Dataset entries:

BEGIN

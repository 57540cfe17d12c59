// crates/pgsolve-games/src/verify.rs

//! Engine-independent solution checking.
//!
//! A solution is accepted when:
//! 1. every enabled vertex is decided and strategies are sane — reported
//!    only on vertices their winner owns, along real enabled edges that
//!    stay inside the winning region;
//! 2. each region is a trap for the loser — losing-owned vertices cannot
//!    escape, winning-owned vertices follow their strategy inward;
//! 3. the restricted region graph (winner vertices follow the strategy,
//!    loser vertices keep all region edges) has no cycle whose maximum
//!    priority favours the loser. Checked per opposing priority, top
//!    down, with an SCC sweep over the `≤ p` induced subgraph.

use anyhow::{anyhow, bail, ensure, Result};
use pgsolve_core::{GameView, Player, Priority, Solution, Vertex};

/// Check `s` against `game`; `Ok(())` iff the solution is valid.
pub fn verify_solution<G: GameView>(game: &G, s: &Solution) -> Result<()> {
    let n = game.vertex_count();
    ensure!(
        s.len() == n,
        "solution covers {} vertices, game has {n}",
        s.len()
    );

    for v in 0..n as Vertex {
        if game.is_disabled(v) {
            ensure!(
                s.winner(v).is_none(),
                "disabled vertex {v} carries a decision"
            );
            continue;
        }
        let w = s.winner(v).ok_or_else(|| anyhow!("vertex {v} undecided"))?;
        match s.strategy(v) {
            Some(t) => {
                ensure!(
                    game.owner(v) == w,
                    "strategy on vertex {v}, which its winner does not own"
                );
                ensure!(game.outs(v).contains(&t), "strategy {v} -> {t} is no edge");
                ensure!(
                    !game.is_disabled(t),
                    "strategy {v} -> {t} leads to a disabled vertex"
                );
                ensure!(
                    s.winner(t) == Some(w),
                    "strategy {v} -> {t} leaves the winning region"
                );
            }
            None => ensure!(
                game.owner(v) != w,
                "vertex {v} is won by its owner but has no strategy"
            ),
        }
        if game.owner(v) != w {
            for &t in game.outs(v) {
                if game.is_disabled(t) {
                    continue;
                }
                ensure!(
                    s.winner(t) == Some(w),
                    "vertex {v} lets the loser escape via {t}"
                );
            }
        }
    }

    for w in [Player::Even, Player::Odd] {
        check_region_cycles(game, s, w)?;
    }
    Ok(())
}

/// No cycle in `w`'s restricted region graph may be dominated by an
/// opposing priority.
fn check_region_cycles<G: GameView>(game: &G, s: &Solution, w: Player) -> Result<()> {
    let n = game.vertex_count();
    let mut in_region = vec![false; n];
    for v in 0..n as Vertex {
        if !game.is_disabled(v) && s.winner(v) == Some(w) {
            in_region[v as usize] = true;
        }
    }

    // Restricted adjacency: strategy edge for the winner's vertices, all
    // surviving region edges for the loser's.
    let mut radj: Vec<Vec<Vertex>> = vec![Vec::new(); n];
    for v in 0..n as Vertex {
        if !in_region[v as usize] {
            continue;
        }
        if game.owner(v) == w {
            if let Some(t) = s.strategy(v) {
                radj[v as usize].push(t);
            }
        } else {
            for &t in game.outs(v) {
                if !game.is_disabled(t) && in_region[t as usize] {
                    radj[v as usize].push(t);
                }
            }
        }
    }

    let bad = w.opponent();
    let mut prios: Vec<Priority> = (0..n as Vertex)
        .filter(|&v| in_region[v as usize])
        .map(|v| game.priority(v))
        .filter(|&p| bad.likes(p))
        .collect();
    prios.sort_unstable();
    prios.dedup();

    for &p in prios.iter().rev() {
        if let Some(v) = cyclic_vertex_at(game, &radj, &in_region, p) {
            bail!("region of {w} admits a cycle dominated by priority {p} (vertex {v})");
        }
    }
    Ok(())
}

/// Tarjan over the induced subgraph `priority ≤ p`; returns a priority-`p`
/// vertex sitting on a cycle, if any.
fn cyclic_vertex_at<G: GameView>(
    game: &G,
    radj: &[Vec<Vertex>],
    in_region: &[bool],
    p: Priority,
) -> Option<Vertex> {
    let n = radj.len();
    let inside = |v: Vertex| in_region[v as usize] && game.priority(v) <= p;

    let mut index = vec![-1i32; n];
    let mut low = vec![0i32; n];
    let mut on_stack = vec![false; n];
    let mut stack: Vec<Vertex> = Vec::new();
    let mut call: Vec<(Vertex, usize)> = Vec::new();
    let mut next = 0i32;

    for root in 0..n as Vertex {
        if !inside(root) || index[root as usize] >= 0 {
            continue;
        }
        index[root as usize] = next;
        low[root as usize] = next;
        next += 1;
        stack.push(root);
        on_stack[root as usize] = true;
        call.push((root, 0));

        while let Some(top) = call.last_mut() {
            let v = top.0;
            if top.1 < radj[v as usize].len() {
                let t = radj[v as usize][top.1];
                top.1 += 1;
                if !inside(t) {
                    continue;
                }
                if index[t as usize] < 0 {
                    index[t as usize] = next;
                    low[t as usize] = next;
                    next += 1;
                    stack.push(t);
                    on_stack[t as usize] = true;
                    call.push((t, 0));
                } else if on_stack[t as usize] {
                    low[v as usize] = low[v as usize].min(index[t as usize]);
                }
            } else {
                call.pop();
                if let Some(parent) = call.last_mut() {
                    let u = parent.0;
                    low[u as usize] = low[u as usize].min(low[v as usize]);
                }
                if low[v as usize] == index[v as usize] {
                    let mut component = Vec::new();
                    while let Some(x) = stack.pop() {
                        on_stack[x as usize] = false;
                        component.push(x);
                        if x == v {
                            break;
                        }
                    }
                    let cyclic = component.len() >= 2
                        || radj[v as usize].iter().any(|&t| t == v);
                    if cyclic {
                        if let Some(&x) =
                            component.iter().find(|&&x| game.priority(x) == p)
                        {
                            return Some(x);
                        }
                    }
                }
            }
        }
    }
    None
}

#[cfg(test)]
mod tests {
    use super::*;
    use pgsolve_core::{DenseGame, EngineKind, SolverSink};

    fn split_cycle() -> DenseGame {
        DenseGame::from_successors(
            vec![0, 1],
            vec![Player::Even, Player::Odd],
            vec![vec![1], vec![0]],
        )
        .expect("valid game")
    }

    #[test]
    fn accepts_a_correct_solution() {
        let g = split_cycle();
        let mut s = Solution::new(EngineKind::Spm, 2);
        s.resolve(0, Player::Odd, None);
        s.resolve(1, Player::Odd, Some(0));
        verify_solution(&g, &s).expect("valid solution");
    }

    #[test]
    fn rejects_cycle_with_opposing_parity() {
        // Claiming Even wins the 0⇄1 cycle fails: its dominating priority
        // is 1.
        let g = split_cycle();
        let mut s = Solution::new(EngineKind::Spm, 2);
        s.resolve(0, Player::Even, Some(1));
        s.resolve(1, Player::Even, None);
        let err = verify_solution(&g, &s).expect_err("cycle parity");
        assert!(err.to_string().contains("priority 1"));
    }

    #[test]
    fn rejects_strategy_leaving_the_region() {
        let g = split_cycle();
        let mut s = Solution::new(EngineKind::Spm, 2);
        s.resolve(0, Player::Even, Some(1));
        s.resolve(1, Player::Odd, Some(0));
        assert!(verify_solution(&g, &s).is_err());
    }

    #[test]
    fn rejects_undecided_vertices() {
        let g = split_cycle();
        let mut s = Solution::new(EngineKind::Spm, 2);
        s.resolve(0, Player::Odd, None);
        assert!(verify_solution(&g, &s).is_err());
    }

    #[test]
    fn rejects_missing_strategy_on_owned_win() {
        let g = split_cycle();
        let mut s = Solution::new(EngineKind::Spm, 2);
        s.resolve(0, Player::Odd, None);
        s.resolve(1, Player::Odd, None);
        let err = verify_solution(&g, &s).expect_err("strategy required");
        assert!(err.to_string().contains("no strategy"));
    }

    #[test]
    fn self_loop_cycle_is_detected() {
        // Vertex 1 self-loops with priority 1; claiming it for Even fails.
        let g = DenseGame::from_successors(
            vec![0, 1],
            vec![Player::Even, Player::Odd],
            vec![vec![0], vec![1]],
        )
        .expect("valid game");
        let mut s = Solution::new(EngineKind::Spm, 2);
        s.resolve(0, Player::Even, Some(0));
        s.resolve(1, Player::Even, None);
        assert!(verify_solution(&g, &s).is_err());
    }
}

END

PROMPT = Would you print, exactly as written, every line above from the one holding "if top.1 < radj[v" through the one holding "stack.push(t);", with both included and no other lines?

REPLY TO THE TASK =
            if top.1 < radj[v as usize].len() {
                let t = radj[v as usize][top.1];
                top.1 += 1;
                if !inside(t) {
                    continue;
                }
                if index[t as usize] < 0 {
                    index[t as usize] = next;
                    low[t as usize] = next;
                    next += 1;
                    stack.push(t);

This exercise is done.